Collected data entries
//! Storage provider abstraction.
//!
//! Paths are `/`-separated strings relative to the provider's root, the way
//! an SD card filesystem addresses files.

use std::fs::{self, File, OpenOptions};
use std::io::{self, Read, Seek, Write};
use std::path::{Path, PathBuf};

/// File operations needed by the section cache.
pub trait Storage {
    /// Seekable byte stream
    type File: Read + Write + Seek;

    /// Open an existing file for reading
    fn open_read(&self, path: &str) -> io::Result<Self::File>;

    /// Create or truncate a file for writing; the handle must also read and seek
    fn open_write(&self, path: &str) -> io::Result<Self::File>;

    /// Whether a file or directory exists
    fn exists(&self, path: &str) -> bool;

    /// Delete a file
    fn remove(&self, path: &str) -> io::Result<()>;

    /// Create a directory and any missing parents
    fn mkdir(&self, path: &str) -> io::Result<()>;
}

/// Storage backed by a directory on the host filesystem.
#[derive(Clone, Debug)]
pub struct FsStorage {
    root: PathBuf,
}

impl FsStorage {
    /// Provider rooted at `root`
    pub fn new<P: AsRef<Path>>(root: P) -> Self {
        Self {
            root: root.as_ref().to_path_buf(),
        }
    }

    /// Root directory
    pub fn root(&self) -> &Path {
        &self.root
    }

    fn resolve(&self, path: &str) -> PathBuf {
        let mut full = self.root.clone();
        for part in path.split('/').filter(|p| !p.is_empty() && *p != ".") {
            full.push(part);
        }
        full
    }
}

impl Storage for FsStorage {
    type File = File;

    fn open_read(&self, path: &str) -> io::Result<File> {
        File::open(self.resolve(path))
    }

    fn open_write(&self, path: &str) -> io::Result<File> {
        OpenOptions::new()
            .read(true)
            .write(true)
            .create(true)
            .truncate(true)
            .open(self.resolve(path))
    }

    fn exists(&self, path: &str) -> bool {
        self.resolve(path).exists()
    }

    fn remove(&self, path: &str) -> io::Result<()> {
        fs::remove_file(self.resolve(path))
    }

    fn mkdir(&self, path: &str) -> io::Result<()> {
        fs::create_dir_all(self.resolve(path))
    }
}

impl<S: Storage + ?Sized> Storage for &S {
    type File = S::File;

    fn open_read(&self, path: &str) -> io::Result<Self::File> {
        (**self).open_read(path)
    }

    fn open_write(&self, path: &str) -> io::Result<Self::File> {
        (**self).open_write(path)
    }

    fn exists(&self, path: &str) -> bool {
        (**self).exists(path)
    }

    fn remove(&self, path: &str) -> io::Result<()> {
        (**self).remove(path)
    }

    fn mkdir(&self, path: &str) -> io::Result<()> {
        (**self).mkdir(path)
    }
}

/// Join path segments with `/`
pub fn join_path(base: &str, name: &str) -> String {
    if base.is_empty() {
        return name.to_string();
    }
    let mut out = String::with_capacity(base.len() + name.len() + 1);
    out.push_str(base.trim_end_matches('/'));
    out.push('/');
    out.push_str(name.trim_start_matches('/'));
    out
}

Assignment: From the line containing "out.push('/');" to the last line of the records above, please write out every line exactly and add nothing.

Response below:
    out.push('/');
    out.push_str(name.trim_start_matches('/'));
    out
}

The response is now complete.